Although several reports have used the proposed rat behavioral criteria when studying addiction to drugs, few have systematically applied similar criteria when studying addiction to food. Work from our group has made use of some of these criteria to demonstrate that addiction-like behavior (escalation of intake, increased willingness to work for fat or cocaine, increased cocaine seeking) can be induced in rats with a history of bingeing on fat (1416). Moreover, we found that use of a more restricted access schedule to fat led to more addiction-like behavior in rats. The article by Avena et al. (7) describes strong evidence for addiction-like behavioral and neurological alterations in rats bingeing on sugar and how some of these effects differ from those that occur when rats binge on fat.

Summary and conclusion

Taken together, the articles from this symposium provide evidence that neurological similarities exist in the response of humans (6) and rats (7,9) to foods and to drugs. Two of the reports (6,7), as well as our own work (1416), suggest that even highly palatable food is not addictive in and of itself. Rather, it is the manner in which the food is presented (i.e., intermittently) and consumed (i.e., repeated, intermittent “gorging”) that appears to entrain the addiction-like process. Such consummatory patterns are associated with increased risk for comorbid complications as well as relapse and make treatment particularly challenging. The topic of food addiction bears study, therefore, to develop fresh approaches to clinical intervention and to advance our understanding of basic mechanisms involved in loss of control.

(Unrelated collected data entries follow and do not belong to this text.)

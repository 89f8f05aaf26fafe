//! Sign-in, sign-up and account maintenance.

use std::sync::Arc;

use bugboard_core::account::{LoginRequest, PasswordChange, RegisterRequest};
use bugboard_core::user::{Session, User};
use bugboard_events::{ClientEvent, EventBus};

use crate::api::BugBoardApi;
use crate::error::ApiResult;

/// Fields of the sign-up form.
#[derive(Debug, Clone, Default)]
pub struct Registration {
    pub username: String,
    pub email: String,
    pub password: String,
    pub phone: Option<String>,
}

pub struct AccountView {
    api: Arc<BugBoardApi>,
    bus: Arc<EventBus>,
}

impl AccountView {
    pub fn new(api: Arc<BugBoardApi>, bus: Arc<EventBus>) -> Self {
        Self { api, bus }
    }

    pub fn current_user(&self) -> Option<User> {
        self.api.current_user()
    }

    /// Sign in and keep the session.
    ///
    /// A banned account is refused by the server with 403; the server's
    /// message is carried in the returned error.
    pub async fn login(&self, username: &str, password: &str) -> ApiResult<Session> {
        let request = LoginRequest::new(username, password)?;
        match self.api.login(&request).await {
            Ok(session) => {
                self.bus.publish(ClientEvent::SessionChanged {
                    user_id: Some(session.user.id.clone()),
                });
                Ok(session)
            }
            Err(err) => {
                tracing::warn!(username = %request.username, status = ?err.status(), "Login failed");
                Err(err)
            }
        }
    }

    /// Create an account with the `USER` role. Does not sign in.
    pub async fn register(&self, form: Registration) -> ApiResult<User> {
        let request = RegisterRequest::new(form.username, form.email, form.password, form.phone)?;
        let user = self.api.register(&request).await?;
        tracing::info!(user_id = %user.id, username = %user.username, "Account registered");
        Ok(user)
    }

    pub fn logout(&self) -> ApiResult<()> {
        self.api.logout()?;
        self.bus.publish(ClientEvent::SessionChanged { user_id: None });
        Ok(())
    }

    /// Change the signed-in user's password. `confirmation` must match.
    pub async fn change_password(&self, new_password: &str, confirmation: &str) -> ApiResult<()> {
        let user = super::signed_in(&self.api, "change your password")?;
        let change = PasswordChange::new(new_password, confirmation)?;
        self.api.change_password(&user.id, &change).await?;
        tracing::info!(user_id = %user.id, "Password changed");
        Ok(())
    }

    /// Delete the signed-in user's account and drop the session.
    pub async fn delete_account(&self) -> ApiResult<()> {
        let user = super::signed_in(&self.api, "delete your account")?;
        self.api.delete_account().await?;
        tracing::info!(user_id = %user.id, "Account deleted");
        self.bus.publish(ClientEvent::SessionChanged { user_id: None });
        Ok(())
    }
}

Other articles in this supplement include references (6,7,9).


1Published as a supplement to The Journal of Nutrition. Presented as part of the symposium “Food Addiction: Fact or Fiction” given at the 2008 Experimental Biology meeting, April 8, 2008 in San Diego, CA. The symposium was sponsored by the American Society for Nutrition and supported by an educational grant from The National Institute on Drug Abuse, The National Institute on Alcohol Abuse and Alcoholism, and The National Dairy Council. The symposium was chaired by Rebecca L. Corwin and Patricia S. Grigson.

2Author disclosures: R. Corwin and P. Grigson, no conflicts of interest.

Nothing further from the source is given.